そしてこのニオイの元がエクリン汗によって、ワキ全体に広げられ、ワキ毛にからまることでニオイが発散されます。これがワキガの正体!です。
さらに汗腺類からの分泌物と皮膚表面に住み着く細菌。これらが揃ってはじめてワキガのニオイを発するのです。
毎日お風呂に入っているのに肌に細菌なんて、と思われるかもしれませんが、この細菌は常在菌と呼ばれ、肌に付着した異物や雑菌を分解してくれる、言うなれば「肌の掃除屋さん」で、なくてはならないものなのです。

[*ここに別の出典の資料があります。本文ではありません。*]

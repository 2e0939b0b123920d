// Copyright (c) 2025-2026 Federico Hoerth <memparanoid@gmail.com>
// SPDX-License-Identifier: GPL-3.0-only
// See LICENSE in the repository root for full license text.

use crate::page::{is_page_aligned, page_size, round_down, round_up};

#[test]
fn test_page_size_matches_sysconf() {
    let system_page_size = unsafe { libc::sysconf(libc::_SC_PAGESIZE) } as usize;

    assert_eq!(page_size(), system_page_size);
    assert!(page_size().is_power_of_two());
}

#[test]
fn test_round_up() {
    assert_eq!(round_up(0, 16), Some(0));
    assert_eq!(round_up(1, 16), Some(16));
    assert_eq!(round_up(16, 16), Some(16));
    assert_eq!(round_up(17, 16), Some(32));
}

#[test]
fn test_round_up_overflow() {
    assert_eq!(round_up(usize::MAX, 16), None);
}

#[test]
fn test_round_down() {
    assert_eq!(round_down(0, 8), 0);
    assert_eq!(round_down(7, 8), 0);
    assert_eq!(round_down(8, 8), 8);
    assert_eq!(round_down(4095, 8), 4088);
}

#[test]
fn test_is_page_aligned() {
    assert!(is_page_aligned(0));
    assert!(is_page_aligned(page_size() * 3));
    assert!(!is_page_aligned(page_size() + 1));
}
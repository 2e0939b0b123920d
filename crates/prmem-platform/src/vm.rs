// Copyright (c) 2025-2026 Federico Hoerth <memparanoid@gmail.com>
// SPDX-License-Identifier: GPL-3.0-only
// See LICENSE in the repository root for full license text.

use crate::area::Area;
use crate::error::PlatformError;

/// Source of page-granular areas for pools and the static region.
pub trait VmAllocator: Send + Sync + core::fmt::Debug {
    /// Returns a zero-filled read/write area of at least `len` bytes.
    fn alloc_area(&self, len: usize) -> Result<Area, PlatformError>;
}

/// Default allocator: one `memfd` per area.
#[derive(Debug, Default, Clone, Copy)]
pub struct MemfdAllocator;

impl VmAllocator for MemfdAllocator {
    fn alloc_area(&self, len: usize) -> Result<Area, PlatformError> {
        Area::new(len)
    }
}

/// Allocator that fails once a byte budget has been handed out.
///
/// Used to exercise exhaustion paths without touching process limits.
#[cfg(any(test, feature = "test-utils"))]
#[derive(Debug)]
pub struct BudgetAllocator<A: VmAllocator = MemfdAllocator> {
    inner: A,
    remaining: core::sync::atomic::AtomicUsize,
}

#[cfg(any(test, feature = "test-utils"))]
impl BudgetAllocator<MemfdAllocator> {
    /// Creates a budgeted [`MemfdAllocator`].
    pub fn new(budget: usize) -> Self {
        Self::wrap(MemfdAllocator, budget)
    }
}

#[cfg(any(test, feature = "test-utils"))]
impl<A: VmAllocator> BudgetAllocator<A> {
    /// Wraps `inner`, allowing at most `budget` bytes (page-rounded).
    pub fn wrap(inner: A, budget: usize) -> Self {
        Self {
            inner,
            remaining: core::sync::atomic::AtomicUsize::new(budget),
        }
    }

    /// Bytes still available.
    pub fn remaining(&self) -> usize {
        self.remaining.load(core::sync::atomic::Ordering::Acquire)
    }
}

#[cfg(any(test, feature = "test-utils"))]
impl<A: VmAllocator> VmAllocator for BudgetAllocator<A> {
    fn alloc_area(&self, len: usize) -> Result<Area, PlatformError> {
        use core::sync::atomic::Ordering;

        let rounded = crate::page::round_up(len.max(1), crate::page::page_size())
            .ok_or(PlatformError::Create)?;

        self.remaining
            .fetch_update(Ordering::AcqRel, Ordering::Acquire, |left| {
                left.checked_sub(rounded)
            })
            .map_err(|_| PlatformError::Create)?;

        let area = self.inner.alloc_area(len);

        if area.is_err() {
            self.remaining.fetch_add(rounded, Ordering::AcqRel);
        }

        area
    }
}
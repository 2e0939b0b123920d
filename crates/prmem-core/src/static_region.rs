// Copyright (c) 2025-2026 Federico Hoerth <memparanoid@gmail.com>
// SPDX-License-Identifier: GPL-3.0-only
// See LICENSE in the repository root for full license text.

//! The single static write-rare region.
//!
//! One contiguous page-aligned range reserved at bring-up. Variables are
//! laid out by bumping a cursor upwards while the region is still
//! writable; [`seal`](StaticRegion::seal) makes it read-only for good.
//! Its start and end are the only bounds trusted for static rare writes.

use core::ptr::{self, NonNull};
use core::sync::atomic::{AtomicBool, Ordering};
use std::sync::{Mutex, PoisonError};

use prmem_platform::{Area, round_up};

use crate::error::StaticError;

#[derive(Debug)]
pub(crate) struct StaticRegion {
    area: Area,
    cursor: Mutex<usize>,
    sealed: AtomicBool,
}

impl StaticRegion {
    pub(crate) fn new(area: Area) -> Self {
        Self {
            area,
            cursor: Mutex::new(0),
            sealed: AtomicBool::new(false),
        }
    }

    #[inline]
    pub(crate) fn area(&self) -> &Area {
        &self.area
    }

    #[inline]
    pub(crate) fn contains(&self, addr: usize, len: usize) -> bool {
        self.area.contains(addr, len)
    }

    #[inline]
    pub(crate) fn bounds(&self) -> (usize, usize) {
        (self.area.addr(), self.area.end())
    }

    #[inline]
    pub(crate) fn is_sealed(&self) -> bool {
        self.sealed.load(Ordering::Acquire)
    }

    /// Places `value` in the region and returns its address.
    pub(crate) fn declare<T>(&self, value: T) -> Result<NonNull<T>, StaticError> {
        let mut cursor = self.cursor.lock().unwrap_or_else(PoisonError::into_inner);

        if self.is_sealed() {
            return Err(StaticError::Sealed);
        }

        let start = round_up(*cursor, core::mem::align_of::<T>()).ok_or(StaticError::Full)?;
        let end = start
            .checked_add(core::mem::size_of::<T>())
            .ok_or(StaticError::Full)?;

        if end > self.area.len() {
            return Err(StaticError::Full);
        }

        let slot = self.area.as_ptr().wrapping_add(start) as *mut T;

        // Safety: the slot is inside the still-writable region, aligned for T
        // and never handed out before.
        unsafe { ptr::write(slot, value) };
        *cursor = end;

        NonNull::new(slot).ok_or(StaticError::Full)
    }

    /// Write-protects the region. Idempotent.
    pub(crate) fn seal(&self) -> Result<(), StaticError> {
        let _cursor = self.cursor.lock().unwrap_or_else(PoisonError::into_inner);

        if self.is_sealed() {
            log::warn!("static write rare region already sealed");
            return Ok(());
        }

        self.area.protect()?;
        self.sealed.store(true, Ordering::Release);

        Ok(())
    }

    pub(crate) fn used(&self) -> usize {
        *self.cursor.lock().unwrap_or_else(PoisonError::into_inner)
    }
}
// Copyright (c) 2025-2026 Federico Hoerth <memparanoid@gmail.com>
// SPDX-License-Identifier: GPL-3.0-only
// See LICENSE in the repository root for full license text.

//! Grace periods for lock-free readers.
//!
//! Readers bracket every traversal with [`GracePeriod::read`]. A writer that
//! unlinked a node with one of the `*_rcu` removals gets a [`Retired`] token
//! back; the node can only be reused after [`GracePeriod::synchronize`] has
//! observed every reader that might still hold a reference to it leave its
//! read section.
//!
//! Readers register against one of two counters selected by the current
//! epoch parity. `synchronize` flips the epoch and waits for the counter of
//! the previous parity to drain. A reader that raced with the flip rechecks
//! the epoch after registering and retries on the new parity.

use core::sync::atomic::{AtomicUsize, Ordering};
use std::sync::{Mutex, PoisonError};

use prmem_core::Prmem;

/// Deferred-reclamation domain shared by readers and writers of one or more
/// protected lists.
#[derive(Debug, Default)]
pub struct GracePeriod {
    epoch: AtomicUsize,
    readers: [AtomicUsize; 2],
    writer: Mutex<()>,
}

/// Read-side critical section. Nodes reached while it lives stay valid.
#[derive(Debug)]
pub struct ReadGuard<'g> {
    grace: &'g GracePeriod,
    parity: usize,
}

impl GracePeriod {
    /// Creates a domain with no readers.
    pub const fn new() -> Self {
        Self {
            epoch: AtomicUsize::new(0),
            readers: [AtomicUsize::new(0), AtomicUsize::new(0)],
            writer: Mutex::new(()),
        }
    }

    /// Enters a read-side critical section.
    pub fn read(&self) -> ReadGuard<'_> {
        loop {
            let parity = self.epoch.load(Ordering::SeqCst) & 1;
            self.readers[parity].fetch_add(1, Ordering::SeqCst);

            if self.epoch.load(Ordering::SeqCst) & 1 == parity {
                return ReadGuard {
                    grace: self,
                    parity,
                };
            }

            self.readers[parity].fetch_sub(1, Ordering::SeqCst);
        }
    }

    /// Waits until every read section that started before the call ended.
    pub fn synchronize(&self) {
        let _writer = self.writer.lock().unwrap_or_else(PoisonError::into_inner);

        let previous = self.epoch.fetch_add(1, Ordering::SeqCst) & 1;

        while self.readers[previous].load(Ordering::SeqCst) != 0 {
            std::thread::yield_now();
        }
    }

    /// Number of readers currently inside a read section.
    pub fn active_readers(&self) -> usize {
        self.readers
            .iter()
            .map(|readers| readers.load(Ordering::SeqCst))
            .sum()
    }
}

impl Drop for ReadGuard<'_> {
    fn drop(&mut self) {
        self.grace.readers[self.parity].fetch_sub(1, Ordering::SeqCst);
    }
}

/// A node unlinked under lock-free readers.
///
/// Obtained from `del_rcu`. Readers may still be traversing through the
/// node, so it cannot be linked again until reclaimed after a grace period.
#[must_use = "a retired node stays unusable until reclaimed"]
#[derive(Debug)]
pub struct Retired<'p, N> {
    pub(crate) ctx: &'p Prmem,
    pub(crate) node: &'p N,
}

impl<'p, N> Retired<'p, N> {
    pub(crate) fn new(ctx: &'p Prmem, node: &'p N) -> Self {
        Self { ctx, node }
    }

    /// The retired node. Its value is still readable.
    pub fn node(&self) -> &'p N {
        self.node
    }
}
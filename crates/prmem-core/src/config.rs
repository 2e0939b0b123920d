// Copyright (c) 2025-2026 Federico Hoerth <memparanoid@gmail.com>
// SPDX-License-Identifier: GPL-3.0-only
// See LICENSE in the repository root for full license text.

/// Bring-up configuration of a [`Prmem`](crate::Prmem) context.
#[derive(Debug, Clone, Copy, Eq, PartialEq)]
pub struct Config {
    /// Pages reserved for the static write-rare region.
    pub static_region_pages: usize,
    /// Re-read every rare write and halt on mismatch.
    pub verify_writes: bool,
    /// Refill used by pools created with a refill of 0. 0 means one page.
    pub default_refill: usize,
}

impl Default for Config {
    fn default() -> Self {
        Self {
            static_region_pages: 4,
            verify_writes: true,
            default_refill: 0,
        }
    }
}

impl Config {
    /// Sets the size of the static region, in pages (at least one).
    pub fn with_static_region_pages(mut self, pages: usize) -> Self {
        self.static_region_pages = pages.max(1);
        self
    }

    /// Enables or disables post-write verification.
    pub fn with_verify_writes(mut self, verify: bool) -> Self {
        self.verify_writes = verify;
        self
    }

    /// Sets the default pool refill, in bytes.
    pub fn with_default_refill(mut self, refill: usize) -> Self {
        self.default_refill = refill;
        self
    }
}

汗腺類もそれぞれに大切な役割を持っています。エクリン汗腺は塩分を含んだ汗を皮膚表面に分泌することで、肌を弱酸性に保ち有害な雑菌から肌を保護しています。皮脂腺から分泌される皮脂は、肌の潤いを保つために欠かせません。ちゃんと有用な働きをしているこれらの組織も、そのハーモニー次第ではやっかいな症状として表れてしまうのです。ただし、これらの汗腺類は数も密度も活動の活発度も大きな個人差があります。アポクリン汗の成分も人によって少しずつ違い。皮膚の常在菌も種類や数にも差がありこうした個人差によって、ニオイ・体臭は人それぞれに違うのです。